Ketiga, mengingat persoalan stabilitas harga saat ini bersumber pada sisi penawaran, maka koordinasi antara bank sentral dan pemerintah semakin diperlukan. Koordinasi tersebut tidak terbatas pada sinergi kebijakan moneter dan kebijakan fiskal, namun juga terkait reformasi struktural. G20 berhasil menggabungkan Integrated Policy Framework (IPF) dari IMF dengan Macro Financial Stability Framework (MFSF) dari BIS untuk mengakselerasi terwujudnya stabilitas harga global.

Respon keempat menghadirkan Central Bank Digital Currency (CBDC) dan asset kripto, disambut baik berbagai inisiatif rancangan CBDC. Khususnya dalam penggunaan untuk interoperabilitas dan pembayaran lintas-batas (cross-border payments).

Di samping itu, rancangan CBDC juga perlu menjamin stabilitas moneter dan keuangan internasional.
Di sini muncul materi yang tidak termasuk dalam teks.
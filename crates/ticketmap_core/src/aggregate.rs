use std::collections::BTreeMap;

use serde::Serialize;
use tracing::{info, warn};

use crate::api::{Event, TicketId, TrackerClient, TrackerReadApi};
use crate::config::{AccessToken, TrackerSettings};
use crate::error::{Error, FetchError};
use crate::paginate::walk_pages;

/// Comment text the tracker leaves behind when a comment is removed.
pub const DELETED_MARKER: &str = "[deleted]";

#[derive(Debug, Clone, PartialEq, Eq, Serialize)]
pub struct TicketComment {
    pub user: String,
    pub content: String,
}

/// Ticket title to every comment posted under that title, in the order the
/// tracker returned them. Tickets that share a title share one entry.
pub type CommentMap = BTreeMap<String, Vec<TicketComment>>;

#[derive(Debug, Clone, Default, PartialEq, Eq)]
pub struct CollectReport {
    pub comments: CommentMap,
    pub tickets: usize,
    pub ticket_pages: usize,
    pub event_pages: usize,
    pub events: usize,
    pub kept_comments: usize,
    pub deleted_comments: usize,
    pub merged_titles: usize,
    pub request_count: usize,
}

impl CollectReport {
    pub fn titles(&self) -> usize {
        self.comments.len()
    }
}

#[derive(Debug, Clone, Default)]
struct ThreadReport {
    comments: Vec<TicketComment>,
    pages: usize,
    events: usize,
    deleted: usize,
}

pub fn collect_from_tracker(
    settings: TrackerSettings,
    token: AccessToken,
) -> Result<CollectReport, Error> {
    let mut client = TrackerClient::new(settings, token)?;
    Ok(collect_comments(&mut client)?)
}

/// Fetch every ticket and its comment thread, grouped by ticket title.
///
/// One sequential pass. Any failed or malformed page aborts the whole run and
/// nothing is returned.
pub fn collect_comments<A>(api: &mut A) -> Result<CollectReport, FetchError>
where
    A: TrackerReadApi + ?Sized,
{
    let mut report = CollectReport::default();
    let mut first_ticket_by_title: BTreeMap<String, TicketId> = BTreeMap::new();

    let walk = walk_pages(
        &mut *api,
        "tickets",
        None,
        |api, cursor| api.get_tickets_page(cursor),
        |api, ticket| {
            let thread = collect_thread(api, &ticket.id)?;

            match first_ticket_by_title.get(&ticket.title) {
                Some(first) if *first != ticket.id => {
                    report.merged_titles += 1;
                    warn!(
                        title = %ticket.title,
                        first = %first,
                        ticket = %ticket.id,
                        "tickets share a title; merging their comments"
                    );
                }
                Some(_) => {}
                None => {
                    first_ticket_by_title.insert(ticket.title.clone(), ticket.id.clone());
                }
            }

            report.tickets += 1;
            report.event_pages += thread.pages;
            report.events += thread.events;
            report.deleted_comments += thread.deleted;
            report.kept_comments += thread.comments.len();
            report
                .comments
                .entry(ticket.title)
                .or_default()
                .extend(thread.comments);
            Ok(())
        },
    )?;

    report.ticket_pages = walk.pages;
    report.request_count = api.request_count();
    info!(
        tickets = report.tickets,
        titles = report.titles(),
        comments = report.kept_comments,
        deleted = report.deleted_comments,
        requests = report.request_count,
        "collected ticket comments"
    );
    Ok(report)
}

/// Walk one ticket's events and keep its live comments, in order.
fn collect_thread<A>(api: &mut A, ticket: &TicketId) -> Result<ThreadReport, FetchError>
where
    A: TrackerReadApi + ?Sized,
{
    let mut thread = ThreadReport::default();
    let resource = format!("tickets/{ticket}/events");
    let walk = walk_pages(
        &mut *api,
        &resource,
        None,
        |api, cursor| api.get_events_page(ticket, cursor),
        |_, event| {
            match comment_from_event(ticket, event)? {
                EventOutcome::Comment(comment) => thread.comments.push(comment),
                EventOutcome::Deleted => thread.deleted += 1,
                EventOutcome::Ignored => {}
            }
            Ok(())
        },
    )?;
    thread.pages = walk.pages;
    thread.events = walk.items;
    Ok(thread)
}

#[derive(Debug, Clone, PartialEq, Eq)]
enum EventOutcome {
    Comment(TicketComment),
    Deleted,
    Ignored,
}

fn comment_from_event(ticket: &TicketId, event: Event) -> Result<EventOutcome, FetchError> {
    if !event.is_comment() {
        return Ok(EventOutcome::Ignored);
    }
    let comment = match event.decode_comment() {
        Some(Ok(comment)) => comment,
        Some(Err(error)) => {
            return Err(FetchError::MalformedEvent {
                ticket: ticket.to_string(),
                detail: format!("undecodable comment payload: {error}"),
            });
        }
        None => {
            return Err(FetchError::MalformedEvent {
                ticket: ticket.to_string(),
                detail: "comment event without a comment".to_string(),
            });
        }
    };
    if is_deleted(&comment.text) {
        return Ok(EventOutcome::Deleted);
    }
    Ok(EventOutcome::Comment(TicketComment {
        user: comment.submitter.canonical_name,
        content: comment.text,
    }))
}

/// Blank here means Unicode whitespace plus the ASCII information separators
/// U+001C..=U+001F.
pub fn is_deleted(text: &str) -> bool {
    text.trim_matches(|ch: char| ch.is_whitespace() || ('\u{1c}'..='\u{1f}').contains(&ch))
        == DELETED_MARKER
}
Diskusi juga membahas pentingnya kerangka regulasi dan pengawasan yang kokoh dari asset kripto. Ini termasuk yang disebut stablecoin, dengan menerapkan prinsip ‘same activity, same risk, same regulation‘.

Tujuan yang ingin dicapai adalah memitigasi risiko dari penggunaan asset kripto dan memastikan level playing field, dengan tanpa menghambat inovasi dan inklusi. Membangun kesadaran public akan risiko penggunaan asset kripto merupakan hal penting.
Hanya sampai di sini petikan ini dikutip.